To do
Work out how many lines in the data below include "second", then reply with that number only.

------ Source data

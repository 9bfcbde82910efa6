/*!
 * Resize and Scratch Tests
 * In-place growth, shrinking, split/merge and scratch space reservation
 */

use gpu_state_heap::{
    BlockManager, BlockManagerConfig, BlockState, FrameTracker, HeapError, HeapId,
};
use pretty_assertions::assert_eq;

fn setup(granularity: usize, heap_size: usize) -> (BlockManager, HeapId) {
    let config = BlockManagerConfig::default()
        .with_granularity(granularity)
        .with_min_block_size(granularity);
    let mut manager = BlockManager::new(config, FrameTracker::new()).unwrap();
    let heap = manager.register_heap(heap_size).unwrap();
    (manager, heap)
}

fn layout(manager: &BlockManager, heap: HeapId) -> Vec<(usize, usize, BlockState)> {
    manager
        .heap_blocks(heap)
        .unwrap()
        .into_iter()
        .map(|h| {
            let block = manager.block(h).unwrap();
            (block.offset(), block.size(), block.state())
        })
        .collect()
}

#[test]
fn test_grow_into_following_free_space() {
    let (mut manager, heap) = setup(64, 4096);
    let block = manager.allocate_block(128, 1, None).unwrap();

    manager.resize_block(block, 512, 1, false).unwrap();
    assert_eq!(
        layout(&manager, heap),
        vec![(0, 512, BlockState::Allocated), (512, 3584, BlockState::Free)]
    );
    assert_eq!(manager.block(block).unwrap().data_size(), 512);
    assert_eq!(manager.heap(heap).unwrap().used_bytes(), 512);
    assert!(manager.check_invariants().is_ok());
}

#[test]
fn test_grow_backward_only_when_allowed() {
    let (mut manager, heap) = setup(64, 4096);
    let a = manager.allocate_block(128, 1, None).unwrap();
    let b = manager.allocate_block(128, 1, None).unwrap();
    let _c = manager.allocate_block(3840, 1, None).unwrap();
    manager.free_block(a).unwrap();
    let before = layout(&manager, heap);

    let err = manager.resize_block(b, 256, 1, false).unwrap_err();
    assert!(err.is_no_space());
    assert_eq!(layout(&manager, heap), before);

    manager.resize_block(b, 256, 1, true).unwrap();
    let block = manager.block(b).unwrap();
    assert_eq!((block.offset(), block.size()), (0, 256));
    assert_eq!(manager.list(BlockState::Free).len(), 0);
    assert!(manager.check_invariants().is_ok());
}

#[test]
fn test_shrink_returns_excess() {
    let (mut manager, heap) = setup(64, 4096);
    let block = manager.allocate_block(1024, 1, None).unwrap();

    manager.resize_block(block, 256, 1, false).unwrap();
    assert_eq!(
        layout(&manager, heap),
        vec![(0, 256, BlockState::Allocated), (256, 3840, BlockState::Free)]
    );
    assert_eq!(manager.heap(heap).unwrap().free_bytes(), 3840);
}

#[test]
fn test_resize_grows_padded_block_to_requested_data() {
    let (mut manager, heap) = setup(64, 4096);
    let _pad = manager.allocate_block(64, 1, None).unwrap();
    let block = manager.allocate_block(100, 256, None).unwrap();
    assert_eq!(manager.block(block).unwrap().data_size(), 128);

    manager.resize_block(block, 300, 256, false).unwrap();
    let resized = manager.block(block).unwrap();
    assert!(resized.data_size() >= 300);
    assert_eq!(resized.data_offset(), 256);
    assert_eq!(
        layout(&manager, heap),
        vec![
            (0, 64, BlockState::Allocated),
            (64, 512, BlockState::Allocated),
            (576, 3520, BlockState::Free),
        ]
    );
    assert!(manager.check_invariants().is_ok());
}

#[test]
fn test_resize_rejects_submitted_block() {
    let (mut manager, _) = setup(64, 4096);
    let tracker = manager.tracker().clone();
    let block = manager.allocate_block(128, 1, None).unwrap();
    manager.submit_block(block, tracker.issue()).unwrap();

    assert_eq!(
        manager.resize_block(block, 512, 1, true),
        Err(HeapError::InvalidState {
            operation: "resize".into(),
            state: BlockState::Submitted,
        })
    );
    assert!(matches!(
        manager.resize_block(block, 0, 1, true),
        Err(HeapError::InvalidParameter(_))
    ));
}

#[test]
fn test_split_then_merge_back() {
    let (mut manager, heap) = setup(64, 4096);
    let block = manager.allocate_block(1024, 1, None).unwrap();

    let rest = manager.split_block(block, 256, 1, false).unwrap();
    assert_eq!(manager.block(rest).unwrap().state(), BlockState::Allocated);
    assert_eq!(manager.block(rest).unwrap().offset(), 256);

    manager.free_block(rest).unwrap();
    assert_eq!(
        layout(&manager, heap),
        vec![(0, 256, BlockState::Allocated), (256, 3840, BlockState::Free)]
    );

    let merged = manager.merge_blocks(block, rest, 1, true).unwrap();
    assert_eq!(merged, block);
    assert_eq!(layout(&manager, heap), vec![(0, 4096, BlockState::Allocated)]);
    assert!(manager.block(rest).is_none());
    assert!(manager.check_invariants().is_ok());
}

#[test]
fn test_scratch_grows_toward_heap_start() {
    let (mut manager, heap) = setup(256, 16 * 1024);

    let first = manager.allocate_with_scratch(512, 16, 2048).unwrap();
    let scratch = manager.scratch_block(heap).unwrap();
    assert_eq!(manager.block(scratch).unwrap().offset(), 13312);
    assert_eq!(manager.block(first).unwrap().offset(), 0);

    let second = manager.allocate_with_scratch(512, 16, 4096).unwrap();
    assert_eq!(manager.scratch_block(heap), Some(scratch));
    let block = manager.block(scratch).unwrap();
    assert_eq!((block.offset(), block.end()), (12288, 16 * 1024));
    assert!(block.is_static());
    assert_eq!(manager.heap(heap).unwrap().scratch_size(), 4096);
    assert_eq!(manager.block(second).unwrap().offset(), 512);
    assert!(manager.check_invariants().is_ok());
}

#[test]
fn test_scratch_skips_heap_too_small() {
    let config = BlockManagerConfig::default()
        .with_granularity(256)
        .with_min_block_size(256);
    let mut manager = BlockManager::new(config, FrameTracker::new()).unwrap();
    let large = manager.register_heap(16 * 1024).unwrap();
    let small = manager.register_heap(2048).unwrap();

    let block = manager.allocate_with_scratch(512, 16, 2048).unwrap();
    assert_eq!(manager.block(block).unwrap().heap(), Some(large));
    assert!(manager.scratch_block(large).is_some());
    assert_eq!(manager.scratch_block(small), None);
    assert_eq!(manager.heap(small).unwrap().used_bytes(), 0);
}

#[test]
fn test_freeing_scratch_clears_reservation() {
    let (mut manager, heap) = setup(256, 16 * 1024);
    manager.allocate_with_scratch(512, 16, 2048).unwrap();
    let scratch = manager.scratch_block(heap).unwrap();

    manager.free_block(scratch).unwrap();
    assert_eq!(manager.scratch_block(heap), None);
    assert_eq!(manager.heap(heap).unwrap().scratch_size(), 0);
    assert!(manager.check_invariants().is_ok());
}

------------

Reply
2